(Supplied information)

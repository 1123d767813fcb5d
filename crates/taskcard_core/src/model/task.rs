//! Task domain model.
//!
//! # Responsibility
//! - Define the immutable record rendered as one card on the task screen.
//! - Compose exactly one validated [`Interval`].
//!
//! # Invariants
//! - `id` is stable for the task lifetime and keys per-card view state.
//! - `duration` is independent from `interval.span()` and never cross-checked.
//! - `name`, `duration` and `effect` are accepted as given.

use crate::model::interval::{Interval, InvalidIntervalError};
use chrono::{DateTime, TimeDelta, Utc};
use serde::{Deserialize, Serialize};
use uuid::Uuid;

/// Stable identifier for a task and its card.
pub type TaskId = Uuid;

/// Default scheduling status shown for newly added tasks.
pub const STATUS_UNSCHEDULED: &str = "Unscheduled";

/// Unit of work scheduled within an interval.
#[derive(Debug, Clone, PartialEq, Serialize, Deserialize)]
pub struct Task {
    id: TaskId,
    name: String,
    /// Free-text scheduling state. `None` when the screen shows no status.
    status: Option<String>,
    interval: Interval,
    /// Planned work time, serialized as `duration_ms`.
    #[serde(rename = "duration_ms", with = "crate::model::duration_ms")]
    duration: TimeDelta,
    /// Power draw in watts.
    effect: f64,
}

impl Task {
    /// Creates a task with a generated stable ID.
    pub fn new(
        name: impl Into<String>,
        status: Option<String>,
        interval: Interval,
        duration: TimeDelta,
        effect: f64,
    ) -> Self {
        Self::with_id(Uuid::new_v4(), name, status, interval, duration, effect)
    }

    /// Creates a task with a caller-provided ID.
    ///
    /// Used when identity already exists outside the core.
    pub fn with_id(
        id: TaskId,
        name: impl Into<String>,
        status: Option<String>,
        interval: Interval,
        duration: TimeDelta,
        effect: f64,
    ) -> Self {
        Self {
            id,
            name: name.into(),
            status,
            interval,
            duration,
            effect,
        }
    }

    pub fn id(&self) -> TaskId {
        self.id
    }

    pub fn name(&self) -> &str {
        &self.name
    }

    pub fn status(&self) -> Option<&str> {
        self.status.as_deref()
    }

    pub fn interval(&self) -> &Interval {
        &self.interval
    }

    pub fn duration(&self) -> TimeDelta {
        self.duration
    }

    pub fn effect(&self) -> f64 {
        self.effect
    }
}

/// Request model for building a task from raw interval bounds.
#[derive(Debug, Clone, PartialEq)]
pub struct NewTask {
    pub name: String,
    pub status: Option<String>,
    pub start: DateTime<Utc>,
    pub end: DateTime<Utc>,
    pub duration: TimeDelta,
    pub effect: f64,
}

impl NewTask {
    /// Validates the interval and builds the task.
    ///
    /// # Errors
    /// - Propagates [`InvalidIntervalError`] from interval construction.
    pub fn into_task(self) -> Result<Task, InvalidIntervalError> {
        let interval = Interval::new(self.start, self.end)?;
        Ok(Task::new(
            self.name,
            self.status,
            interval,
            self.duration,
            self.effect,
        ))
    }
}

(End Supplied information)

Which lines of the records above contain the word "TimeDelta"? Copy each of them.

* **Exercise output**
use chrono::{DateTime, TimeDelta, Utc};
    duration: TimeDelta,
        duration: TimeDelta,
        duration: TimeDelta,
    pub fn duration(&self) -> TimeDelta {
    pub duration: TimeDelta,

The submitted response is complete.